> [Task to carry out]: Copy the lines below that contain "records".

[Stored data]

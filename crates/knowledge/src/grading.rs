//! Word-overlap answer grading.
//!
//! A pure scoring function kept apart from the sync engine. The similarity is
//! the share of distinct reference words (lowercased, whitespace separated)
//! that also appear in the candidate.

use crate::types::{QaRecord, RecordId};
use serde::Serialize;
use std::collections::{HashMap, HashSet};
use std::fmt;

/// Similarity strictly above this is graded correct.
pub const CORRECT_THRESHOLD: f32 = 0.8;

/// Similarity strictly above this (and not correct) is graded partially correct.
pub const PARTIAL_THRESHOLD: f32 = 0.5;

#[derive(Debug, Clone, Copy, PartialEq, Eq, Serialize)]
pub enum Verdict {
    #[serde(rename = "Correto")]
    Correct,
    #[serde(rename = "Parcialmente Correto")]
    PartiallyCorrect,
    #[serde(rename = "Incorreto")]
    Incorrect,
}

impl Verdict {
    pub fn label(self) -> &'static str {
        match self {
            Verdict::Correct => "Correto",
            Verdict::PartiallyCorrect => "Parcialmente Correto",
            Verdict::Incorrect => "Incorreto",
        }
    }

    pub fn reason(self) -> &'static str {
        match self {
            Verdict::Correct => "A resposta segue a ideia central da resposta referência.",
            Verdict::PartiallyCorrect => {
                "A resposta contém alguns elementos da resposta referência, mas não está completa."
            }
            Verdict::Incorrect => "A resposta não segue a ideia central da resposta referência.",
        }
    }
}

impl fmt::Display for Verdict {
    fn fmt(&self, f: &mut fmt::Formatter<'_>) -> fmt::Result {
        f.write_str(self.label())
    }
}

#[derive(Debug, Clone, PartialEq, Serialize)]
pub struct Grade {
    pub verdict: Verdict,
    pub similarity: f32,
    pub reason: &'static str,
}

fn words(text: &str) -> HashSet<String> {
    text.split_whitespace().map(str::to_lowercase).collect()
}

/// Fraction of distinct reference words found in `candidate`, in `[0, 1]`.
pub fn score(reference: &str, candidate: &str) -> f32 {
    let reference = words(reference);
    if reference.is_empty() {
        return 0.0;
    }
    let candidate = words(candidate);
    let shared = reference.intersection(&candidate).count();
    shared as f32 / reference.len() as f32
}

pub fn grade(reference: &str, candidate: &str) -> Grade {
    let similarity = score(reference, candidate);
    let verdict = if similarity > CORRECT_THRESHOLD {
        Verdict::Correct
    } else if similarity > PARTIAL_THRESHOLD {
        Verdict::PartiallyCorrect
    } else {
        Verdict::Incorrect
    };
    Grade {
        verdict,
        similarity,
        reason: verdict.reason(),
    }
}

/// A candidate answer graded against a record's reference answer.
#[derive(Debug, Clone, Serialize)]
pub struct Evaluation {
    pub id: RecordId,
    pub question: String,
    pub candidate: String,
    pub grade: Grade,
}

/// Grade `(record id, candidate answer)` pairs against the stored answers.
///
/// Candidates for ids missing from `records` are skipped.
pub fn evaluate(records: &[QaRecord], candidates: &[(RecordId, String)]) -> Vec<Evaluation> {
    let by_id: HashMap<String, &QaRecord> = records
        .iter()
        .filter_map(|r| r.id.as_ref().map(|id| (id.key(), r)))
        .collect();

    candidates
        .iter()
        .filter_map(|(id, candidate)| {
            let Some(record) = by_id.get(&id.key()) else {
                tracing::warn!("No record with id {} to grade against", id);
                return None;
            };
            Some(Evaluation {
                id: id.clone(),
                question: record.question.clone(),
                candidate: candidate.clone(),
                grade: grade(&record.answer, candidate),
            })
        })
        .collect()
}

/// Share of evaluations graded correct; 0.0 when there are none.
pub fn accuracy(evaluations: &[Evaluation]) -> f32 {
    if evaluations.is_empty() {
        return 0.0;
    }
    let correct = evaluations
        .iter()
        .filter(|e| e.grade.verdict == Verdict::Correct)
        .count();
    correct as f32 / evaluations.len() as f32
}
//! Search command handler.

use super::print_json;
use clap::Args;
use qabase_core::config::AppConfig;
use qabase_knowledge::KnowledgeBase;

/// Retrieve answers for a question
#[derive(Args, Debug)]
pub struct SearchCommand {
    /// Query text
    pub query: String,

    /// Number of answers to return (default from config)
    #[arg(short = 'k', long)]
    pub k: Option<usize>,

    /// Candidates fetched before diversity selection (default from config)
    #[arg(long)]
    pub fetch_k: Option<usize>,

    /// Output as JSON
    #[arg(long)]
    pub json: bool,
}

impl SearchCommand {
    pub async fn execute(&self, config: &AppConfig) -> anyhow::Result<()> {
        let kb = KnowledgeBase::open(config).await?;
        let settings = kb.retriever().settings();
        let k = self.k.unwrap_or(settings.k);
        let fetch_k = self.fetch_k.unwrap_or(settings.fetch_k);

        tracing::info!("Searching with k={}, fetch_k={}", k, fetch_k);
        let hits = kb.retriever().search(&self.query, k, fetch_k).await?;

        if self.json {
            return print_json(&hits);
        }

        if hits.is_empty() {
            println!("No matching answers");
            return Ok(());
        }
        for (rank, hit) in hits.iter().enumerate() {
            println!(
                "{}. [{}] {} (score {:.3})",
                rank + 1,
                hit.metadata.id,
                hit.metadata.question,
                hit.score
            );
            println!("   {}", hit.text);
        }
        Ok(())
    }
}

> [Problem solution]:
/// Candidates for ids missing from `records` are skipped.
pub fn evaluate(records: &[QaRecord], candidates: &[(RecordId, String)]) -> Vec<Evaluation> {
    let by_id: HashMap<String, &QaRecord> = records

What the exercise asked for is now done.